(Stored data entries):

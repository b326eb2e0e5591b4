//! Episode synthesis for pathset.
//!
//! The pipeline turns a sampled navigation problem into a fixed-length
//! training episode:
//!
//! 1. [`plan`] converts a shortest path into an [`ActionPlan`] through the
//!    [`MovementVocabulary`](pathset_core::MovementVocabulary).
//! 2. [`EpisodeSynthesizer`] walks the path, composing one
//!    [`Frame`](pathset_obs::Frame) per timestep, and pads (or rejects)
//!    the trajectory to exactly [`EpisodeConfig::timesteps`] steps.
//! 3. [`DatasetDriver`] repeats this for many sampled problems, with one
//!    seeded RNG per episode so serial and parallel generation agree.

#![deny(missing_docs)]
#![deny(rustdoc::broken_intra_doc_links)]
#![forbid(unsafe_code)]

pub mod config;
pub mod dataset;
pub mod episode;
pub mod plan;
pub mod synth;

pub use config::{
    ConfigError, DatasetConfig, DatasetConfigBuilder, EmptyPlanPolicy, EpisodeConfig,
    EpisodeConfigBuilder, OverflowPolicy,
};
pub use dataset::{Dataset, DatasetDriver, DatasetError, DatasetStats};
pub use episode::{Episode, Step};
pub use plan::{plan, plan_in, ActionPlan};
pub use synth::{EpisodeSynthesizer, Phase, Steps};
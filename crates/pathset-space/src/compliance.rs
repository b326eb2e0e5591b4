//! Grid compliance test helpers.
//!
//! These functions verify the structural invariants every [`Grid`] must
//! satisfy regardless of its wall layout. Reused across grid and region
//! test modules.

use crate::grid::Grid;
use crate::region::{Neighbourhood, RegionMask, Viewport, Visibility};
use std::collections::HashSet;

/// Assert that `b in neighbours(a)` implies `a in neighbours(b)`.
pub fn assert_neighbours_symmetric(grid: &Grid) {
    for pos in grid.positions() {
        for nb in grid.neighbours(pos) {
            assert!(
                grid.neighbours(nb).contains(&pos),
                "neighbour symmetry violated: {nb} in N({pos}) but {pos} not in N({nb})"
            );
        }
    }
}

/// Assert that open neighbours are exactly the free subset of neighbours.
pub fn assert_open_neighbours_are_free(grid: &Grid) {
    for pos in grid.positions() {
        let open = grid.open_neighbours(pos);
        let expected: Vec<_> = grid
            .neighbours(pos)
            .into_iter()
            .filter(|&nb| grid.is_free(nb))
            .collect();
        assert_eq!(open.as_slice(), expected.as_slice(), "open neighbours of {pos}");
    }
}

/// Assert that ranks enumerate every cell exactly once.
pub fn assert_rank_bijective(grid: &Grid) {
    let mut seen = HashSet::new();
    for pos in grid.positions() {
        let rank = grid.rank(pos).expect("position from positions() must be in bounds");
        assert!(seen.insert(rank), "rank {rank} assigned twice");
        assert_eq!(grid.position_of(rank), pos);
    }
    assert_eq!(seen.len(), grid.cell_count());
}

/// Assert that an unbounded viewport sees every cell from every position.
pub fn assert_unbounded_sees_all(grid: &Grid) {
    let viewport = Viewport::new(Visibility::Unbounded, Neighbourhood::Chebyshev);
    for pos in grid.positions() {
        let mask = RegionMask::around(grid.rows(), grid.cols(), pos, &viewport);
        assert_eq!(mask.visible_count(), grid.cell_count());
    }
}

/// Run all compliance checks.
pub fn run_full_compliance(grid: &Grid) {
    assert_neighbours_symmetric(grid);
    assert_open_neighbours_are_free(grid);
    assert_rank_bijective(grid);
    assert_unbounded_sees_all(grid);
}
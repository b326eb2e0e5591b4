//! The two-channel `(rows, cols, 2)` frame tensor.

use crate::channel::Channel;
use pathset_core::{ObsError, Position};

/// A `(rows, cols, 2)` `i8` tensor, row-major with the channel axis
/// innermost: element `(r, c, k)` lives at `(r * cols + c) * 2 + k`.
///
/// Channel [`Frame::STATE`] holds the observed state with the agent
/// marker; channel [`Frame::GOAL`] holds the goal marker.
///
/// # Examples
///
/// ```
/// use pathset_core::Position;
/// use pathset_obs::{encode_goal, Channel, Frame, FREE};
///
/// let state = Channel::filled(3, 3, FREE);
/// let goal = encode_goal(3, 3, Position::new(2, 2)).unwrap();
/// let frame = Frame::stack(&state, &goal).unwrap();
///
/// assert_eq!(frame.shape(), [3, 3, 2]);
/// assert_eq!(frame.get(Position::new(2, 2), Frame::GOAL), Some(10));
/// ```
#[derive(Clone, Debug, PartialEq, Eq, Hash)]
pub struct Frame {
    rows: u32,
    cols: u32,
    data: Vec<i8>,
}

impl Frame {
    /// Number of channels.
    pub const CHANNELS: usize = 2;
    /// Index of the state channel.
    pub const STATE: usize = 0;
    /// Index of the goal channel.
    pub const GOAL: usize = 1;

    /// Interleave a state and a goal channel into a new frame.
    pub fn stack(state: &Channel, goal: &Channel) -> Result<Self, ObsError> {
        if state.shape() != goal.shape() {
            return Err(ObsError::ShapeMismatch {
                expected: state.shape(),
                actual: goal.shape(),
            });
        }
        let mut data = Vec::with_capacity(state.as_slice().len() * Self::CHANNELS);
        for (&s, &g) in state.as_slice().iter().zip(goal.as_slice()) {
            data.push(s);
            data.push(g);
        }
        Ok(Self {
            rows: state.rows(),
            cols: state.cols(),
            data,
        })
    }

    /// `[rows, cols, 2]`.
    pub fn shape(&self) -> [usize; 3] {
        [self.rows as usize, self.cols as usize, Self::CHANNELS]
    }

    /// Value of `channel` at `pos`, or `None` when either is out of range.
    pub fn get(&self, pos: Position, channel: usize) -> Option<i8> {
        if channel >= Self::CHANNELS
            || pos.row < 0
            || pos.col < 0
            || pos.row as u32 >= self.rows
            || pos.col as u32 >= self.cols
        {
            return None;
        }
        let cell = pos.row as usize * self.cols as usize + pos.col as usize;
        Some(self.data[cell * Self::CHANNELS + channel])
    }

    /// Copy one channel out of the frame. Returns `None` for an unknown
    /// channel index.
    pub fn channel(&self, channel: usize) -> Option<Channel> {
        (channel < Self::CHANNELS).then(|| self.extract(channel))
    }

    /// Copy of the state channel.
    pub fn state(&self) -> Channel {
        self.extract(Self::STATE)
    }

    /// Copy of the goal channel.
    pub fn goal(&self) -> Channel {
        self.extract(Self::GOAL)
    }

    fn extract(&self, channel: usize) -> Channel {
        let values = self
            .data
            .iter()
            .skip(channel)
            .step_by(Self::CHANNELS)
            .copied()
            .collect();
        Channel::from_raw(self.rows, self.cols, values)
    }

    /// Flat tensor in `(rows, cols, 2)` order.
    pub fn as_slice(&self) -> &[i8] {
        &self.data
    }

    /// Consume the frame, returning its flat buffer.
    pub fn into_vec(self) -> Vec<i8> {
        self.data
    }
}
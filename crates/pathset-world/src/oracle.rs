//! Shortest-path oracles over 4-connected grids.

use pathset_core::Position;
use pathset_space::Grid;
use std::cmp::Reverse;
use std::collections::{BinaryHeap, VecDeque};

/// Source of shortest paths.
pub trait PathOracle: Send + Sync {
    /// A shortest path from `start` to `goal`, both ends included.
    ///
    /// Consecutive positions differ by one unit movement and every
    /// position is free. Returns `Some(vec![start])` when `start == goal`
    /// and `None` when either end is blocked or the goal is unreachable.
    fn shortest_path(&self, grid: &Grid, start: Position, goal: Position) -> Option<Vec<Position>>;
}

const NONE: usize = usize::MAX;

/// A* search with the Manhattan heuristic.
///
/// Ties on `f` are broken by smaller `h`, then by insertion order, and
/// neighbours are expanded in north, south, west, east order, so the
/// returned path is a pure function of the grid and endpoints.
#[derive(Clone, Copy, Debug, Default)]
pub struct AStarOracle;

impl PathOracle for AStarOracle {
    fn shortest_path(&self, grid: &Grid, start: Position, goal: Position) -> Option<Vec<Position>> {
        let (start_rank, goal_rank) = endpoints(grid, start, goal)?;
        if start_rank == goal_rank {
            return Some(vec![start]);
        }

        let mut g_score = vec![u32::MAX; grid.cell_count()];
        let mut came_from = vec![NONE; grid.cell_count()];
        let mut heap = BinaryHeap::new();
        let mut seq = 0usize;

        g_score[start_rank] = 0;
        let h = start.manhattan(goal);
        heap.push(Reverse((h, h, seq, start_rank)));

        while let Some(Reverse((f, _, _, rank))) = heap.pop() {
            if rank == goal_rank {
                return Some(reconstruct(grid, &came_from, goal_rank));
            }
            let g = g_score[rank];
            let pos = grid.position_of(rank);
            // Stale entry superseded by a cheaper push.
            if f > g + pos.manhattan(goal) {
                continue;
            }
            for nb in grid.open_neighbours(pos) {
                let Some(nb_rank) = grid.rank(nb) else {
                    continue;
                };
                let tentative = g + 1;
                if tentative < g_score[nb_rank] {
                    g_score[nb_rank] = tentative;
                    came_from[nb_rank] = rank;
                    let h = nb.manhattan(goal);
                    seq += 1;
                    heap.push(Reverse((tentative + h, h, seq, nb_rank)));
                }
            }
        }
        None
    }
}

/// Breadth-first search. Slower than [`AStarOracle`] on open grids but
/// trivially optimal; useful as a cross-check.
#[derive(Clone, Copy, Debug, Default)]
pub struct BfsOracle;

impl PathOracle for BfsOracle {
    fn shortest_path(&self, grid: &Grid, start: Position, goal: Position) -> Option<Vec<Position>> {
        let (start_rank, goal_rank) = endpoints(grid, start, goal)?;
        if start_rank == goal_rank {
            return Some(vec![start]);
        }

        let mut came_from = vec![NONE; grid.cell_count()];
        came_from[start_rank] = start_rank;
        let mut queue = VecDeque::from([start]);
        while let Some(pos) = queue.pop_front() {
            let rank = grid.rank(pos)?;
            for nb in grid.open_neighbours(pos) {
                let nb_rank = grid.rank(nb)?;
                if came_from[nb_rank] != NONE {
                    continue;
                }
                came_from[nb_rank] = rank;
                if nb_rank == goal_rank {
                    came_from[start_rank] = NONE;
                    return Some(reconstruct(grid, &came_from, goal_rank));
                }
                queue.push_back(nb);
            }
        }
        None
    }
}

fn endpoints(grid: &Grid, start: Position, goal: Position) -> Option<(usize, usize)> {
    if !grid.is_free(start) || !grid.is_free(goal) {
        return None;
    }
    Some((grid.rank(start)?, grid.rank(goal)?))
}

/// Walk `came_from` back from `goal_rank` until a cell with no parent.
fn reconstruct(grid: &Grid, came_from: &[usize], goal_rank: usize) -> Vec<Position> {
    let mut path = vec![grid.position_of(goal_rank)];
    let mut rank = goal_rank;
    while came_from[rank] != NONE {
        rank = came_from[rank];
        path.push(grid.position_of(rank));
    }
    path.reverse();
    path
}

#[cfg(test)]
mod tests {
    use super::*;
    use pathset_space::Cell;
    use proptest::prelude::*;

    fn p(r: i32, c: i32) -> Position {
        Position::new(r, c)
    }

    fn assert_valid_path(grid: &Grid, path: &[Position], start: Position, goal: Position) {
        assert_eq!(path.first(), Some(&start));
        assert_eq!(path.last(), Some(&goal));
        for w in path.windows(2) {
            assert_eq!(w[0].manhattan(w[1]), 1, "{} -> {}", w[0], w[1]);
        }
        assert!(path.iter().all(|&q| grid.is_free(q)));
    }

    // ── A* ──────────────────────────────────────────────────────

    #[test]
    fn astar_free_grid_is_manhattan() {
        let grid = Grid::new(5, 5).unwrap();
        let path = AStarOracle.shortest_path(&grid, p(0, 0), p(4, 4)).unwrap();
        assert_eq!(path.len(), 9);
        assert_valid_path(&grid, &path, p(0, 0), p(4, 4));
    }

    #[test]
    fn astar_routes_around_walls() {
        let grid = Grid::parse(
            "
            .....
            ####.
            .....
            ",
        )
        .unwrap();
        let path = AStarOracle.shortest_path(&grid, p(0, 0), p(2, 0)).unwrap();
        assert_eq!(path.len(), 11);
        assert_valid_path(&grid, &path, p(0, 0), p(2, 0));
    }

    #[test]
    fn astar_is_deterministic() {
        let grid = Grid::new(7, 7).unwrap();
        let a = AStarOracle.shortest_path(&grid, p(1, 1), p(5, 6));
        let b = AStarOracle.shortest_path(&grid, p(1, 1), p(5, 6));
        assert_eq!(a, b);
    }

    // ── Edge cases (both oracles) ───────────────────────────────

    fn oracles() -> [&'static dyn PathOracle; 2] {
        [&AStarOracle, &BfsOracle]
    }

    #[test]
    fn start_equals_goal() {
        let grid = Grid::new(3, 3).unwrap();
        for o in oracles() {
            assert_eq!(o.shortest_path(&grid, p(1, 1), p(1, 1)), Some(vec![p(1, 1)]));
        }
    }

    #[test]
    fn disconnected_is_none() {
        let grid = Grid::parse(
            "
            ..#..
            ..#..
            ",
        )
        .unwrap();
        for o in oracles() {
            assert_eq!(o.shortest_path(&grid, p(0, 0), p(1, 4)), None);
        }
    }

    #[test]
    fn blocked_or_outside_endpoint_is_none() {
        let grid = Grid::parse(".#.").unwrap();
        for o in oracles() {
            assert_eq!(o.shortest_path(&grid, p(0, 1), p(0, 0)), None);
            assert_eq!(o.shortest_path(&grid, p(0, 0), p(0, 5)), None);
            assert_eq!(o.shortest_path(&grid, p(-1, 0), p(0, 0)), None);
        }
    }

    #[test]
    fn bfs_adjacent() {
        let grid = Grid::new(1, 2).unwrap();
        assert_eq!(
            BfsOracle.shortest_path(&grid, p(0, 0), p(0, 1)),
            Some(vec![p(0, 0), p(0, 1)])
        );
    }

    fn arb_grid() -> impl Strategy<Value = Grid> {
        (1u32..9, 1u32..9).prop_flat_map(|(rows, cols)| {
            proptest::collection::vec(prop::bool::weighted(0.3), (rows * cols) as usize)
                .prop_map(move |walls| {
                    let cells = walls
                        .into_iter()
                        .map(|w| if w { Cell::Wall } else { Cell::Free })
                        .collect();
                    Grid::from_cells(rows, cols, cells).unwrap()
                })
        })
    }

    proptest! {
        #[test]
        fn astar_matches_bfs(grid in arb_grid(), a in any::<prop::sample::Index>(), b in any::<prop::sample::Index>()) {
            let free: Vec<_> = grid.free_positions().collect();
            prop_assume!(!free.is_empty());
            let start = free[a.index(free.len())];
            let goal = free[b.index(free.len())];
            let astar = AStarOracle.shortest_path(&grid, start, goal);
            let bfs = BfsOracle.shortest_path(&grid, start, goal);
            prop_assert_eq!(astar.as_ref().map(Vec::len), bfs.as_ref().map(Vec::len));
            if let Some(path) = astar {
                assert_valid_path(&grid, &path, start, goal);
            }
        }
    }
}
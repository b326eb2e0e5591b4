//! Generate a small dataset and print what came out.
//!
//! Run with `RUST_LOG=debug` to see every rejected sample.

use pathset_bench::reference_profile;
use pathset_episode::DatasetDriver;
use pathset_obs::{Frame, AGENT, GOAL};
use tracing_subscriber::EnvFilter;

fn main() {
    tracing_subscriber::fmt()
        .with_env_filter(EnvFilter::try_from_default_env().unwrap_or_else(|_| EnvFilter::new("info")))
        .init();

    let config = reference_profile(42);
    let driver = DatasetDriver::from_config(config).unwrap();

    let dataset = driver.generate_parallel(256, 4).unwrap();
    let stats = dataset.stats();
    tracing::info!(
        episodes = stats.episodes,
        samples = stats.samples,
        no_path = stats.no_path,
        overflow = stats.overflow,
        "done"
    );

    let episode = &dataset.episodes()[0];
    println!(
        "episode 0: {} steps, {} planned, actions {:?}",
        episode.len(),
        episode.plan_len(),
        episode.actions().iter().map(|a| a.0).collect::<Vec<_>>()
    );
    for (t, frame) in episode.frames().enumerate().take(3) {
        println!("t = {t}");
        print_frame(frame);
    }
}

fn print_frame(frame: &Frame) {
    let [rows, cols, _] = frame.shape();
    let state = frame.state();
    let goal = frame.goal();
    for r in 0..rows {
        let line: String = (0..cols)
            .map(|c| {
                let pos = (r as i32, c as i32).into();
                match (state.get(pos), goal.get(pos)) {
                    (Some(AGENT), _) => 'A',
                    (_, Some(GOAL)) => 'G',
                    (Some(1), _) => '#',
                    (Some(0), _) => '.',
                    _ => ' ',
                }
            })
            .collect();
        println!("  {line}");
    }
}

(EXERCISE DIRECTIONS): Among the lines of the data, which ones contain the word "deny"? Show them.

(SOLUTION TO THE EXERCISE):
#![deny(missing_docs)]
#![deny(rustdoc::broken_intra_doc_links)]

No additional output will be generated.